Over the next few weeks, we will be breaking down each team’s situation as it pertains to the 2021 NHL Expansion Draft. Which players are eligible, who will likely warrant protection, and which ones may be on the block to avoid the risk of losing them for nothing? Each team is required to submit their protection lists by 4:00 PM CDT on July 17th. The full eligibility rules can be found here while CapFriendly has an expansion tool to make your own lists.
The Jets had a bit of an up-and-down season as they went from battling for the top spot in the North Division to backing into the playoffs. Then they went from sweeping Edmonton in the first round to being swept by Montreal in the second round. GM Kevin Cheveldayoff will have some decisions to make this summer as a result including a couple of calls to make in terms of their expansion planning. In the Vegas draft, they traded down 11 spots in the first round to secure the protections of Marko Dano and Toby Enstrom. Will they need to make another protection trade this time around?
Eligible Players (Non-UFA)
Mason Appleton, Kyle Connor, Andrew Copp, Marko Dano, Pierre-Luc Dubois, Nikolaj Ehlers, Jansen Harkins, Bryan Little, Adam Lowry, Skyler McKenzie, Mark Scheifele, Ivan Telegin, Blake Wheeler (NMC)
Notable Unrestricted Free Agents
There is some intrigue on the back end for Winnipeg. There are certainly more than three players worthy of protection but at the same time, there is no case to make to shift from the typical 7 F/3 D/1 G strategy to eight skaters and a goalie.
In terms of the obvious ones to protect, it’s Pionk and Morrissey. Those two logged heavy minutes all season while contributing a good chunk of their offensive production. Morrissey is already signed long-term through 2028 and it seems likely at this point that Cheveldayoff will try to get Pionk, who is arbitration-eligible for the first time, locked up to a long-term deal as well. That leaves one spot for everyone else.

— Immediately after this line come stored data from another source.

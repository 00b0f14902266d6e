//! State definitions

use super::events::LinkEvent;

/// Host link state
#[derive(Debug, Clone, Copy, PartialEq, Eq, Default)]
#[cfg_attr(feature = "defmt", derive(defmt::Format))]
pub enum ConnectionState {
    /// No heartbeat seen recently (power-on state)
    #[default]
    Disconnected,
    /// Heartbeats arriving within the timeout
    Connected,
}

impl ConnectionState {
    pub fn is_connected(&self) -> bool {
        matches!(self, ConnectionState::Connected)
    }

    /// Process an event and return the next state
    pub fn transition(self, event: LinkEvent) -> Self {
        match event {
            LinkEvent::HeartbeatReceived => ConnectionState::Connected,
            LinkEvent::HeartbeatTimeout => ConnectionState::Disconnected,
        }
    }
}

/// Electrode contact quality
#[derive(Debug, Clone, Copy, PartialEq, Eq, Default)]
#[cfg_attr(feature = "defmt", derive(defmt::Format))]
pub enum LeadPlacement {
    /// At least one electrode is off (power-on state)
    #[default]
    Fault,
    /// Both electrodes in contact
    Ok,
}

impl LeadPlacement {
    /// Derive placement from the two leads-off signals
    ///
    /// Either signal high means that electrode lost contact.
    pub fn from_leads_off(lo_plus: bool, lo_minus: bool) -> Self {
        if lo_plus || lo_minus {
            LeadPlacement::Fault
        } else {
            LeadPlacement::Ok
        }
    }

    pub fn is_fault(&self) -> bool {
        matches!(self, LeadPlacement::Fault)
    }
}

DeMelo’s absence was certainly felt after exiting the series quickly against the Canadiens. While he doesn’t put up many points or even log a lot of minutes, he is a stabilizing defensive presence and penalty killer on a defense corps that is often shaky in their own zone. That’s why they handed him a four-year, $12MM contract last fall and it’s unlikely their opinion of him has changed much in the last nine months; he’s clearly someone that they want around for a while. But having said that, in this cap environment, would a $3MM AAV for someone who typically plays third-pairing minutes be enough to scare Seattle off to the point where not protecting him could be viable?
That question is what they will be considering when it comes to Stanley. The 23-year-old just made his NHL debut this season but he has been on an NHL contract for three years, making him eligible for selection. The 2016 first-round pick (16th overall) had a limited role but blueliners often develop slower than forwards and given his size, the learning curve was a bit steeper. If they believe he’s capable of playing himself into a more prominent role over the next couple of years, it would be tough to risk losing him for nothing. And from Kraken GM Ron Francis’ perspective, Stanley is exactly the type of young player to either take a flyer on to develop or to flip in another trade.

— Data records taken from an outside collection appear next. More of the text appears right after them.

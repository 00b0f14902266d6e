//! Events driving the link state machine

/// Host link events
#[derive(Debug, Clone, Copy, PartialEq, Eq)]
#[cfg_attr(feature = "defmt", derive(defmt::Format))]
pub enum LinkEvent {
    /// Heartbeat line received from the host
    HeartbeatReceived,
    /// No heartbeat within the timeout window
    HeartbeatTimeout,
}
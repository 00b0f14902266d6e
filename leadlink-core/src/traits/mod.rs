//! Hardware abstraction traits
//!
//! These traits define the interface between the application logic
//! and hardware-specific implementations.

pub mod display;

pub use display::{DisplayBackend, DisplayError};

Beaulieu and Niku are also worth a mention. Beaulieu has been serviceable on the third pairing for the last few years and with a $1.25MM cap hit, he’s someone that could be picked and flipped. Niku dominated in the AHL in 2017-18 with 54 points in 76 games and was productive in shorter stints the last couple of years. However, he hasn’t had much of an NHL opportunity yet and is someone that has been a prime change of scenery candidate for a while. His $725K cap hit will also be below the NHL minimum salary next season ($750K) which could also be appealing.
Up front, Little looked like someone who would likely be protected just a couple of years ago but he hasn’t played since suffering a perforated eardrum back in November of 2019. While his injury hasn’t been confirmed to be career-ending, that could still change which could render him exempt from selection.
Their other top-six forwards that are under contract should be locks for protection and after Lowry inked a five-year, $16.25MM extension back in April, it’s a safe assumption that one of the remaining slots will be his. That leaves one spot left and a couple of viable options in Lowry’s linemates on Winnipeg’s third line.
Copp had shown flashes of offensive improvement over the previous few seasons but took that to another level this year, setting career highs in goals (15), assists (24), points (39), and ATOI (18:15). Whenever injuries struck, Copp was often the one to move up in the lineup while playing the wing or down the middle when needed. That type of versatile player is critical for teams to have and while he’s set to earn a raise from his $2.3MM qualifying offer in restricted free agency this summer in his final season of arbitration eligibility, it’s a price that Winnipeg (or Seattle, if he’s ultimately made available) would happily be willing to pay.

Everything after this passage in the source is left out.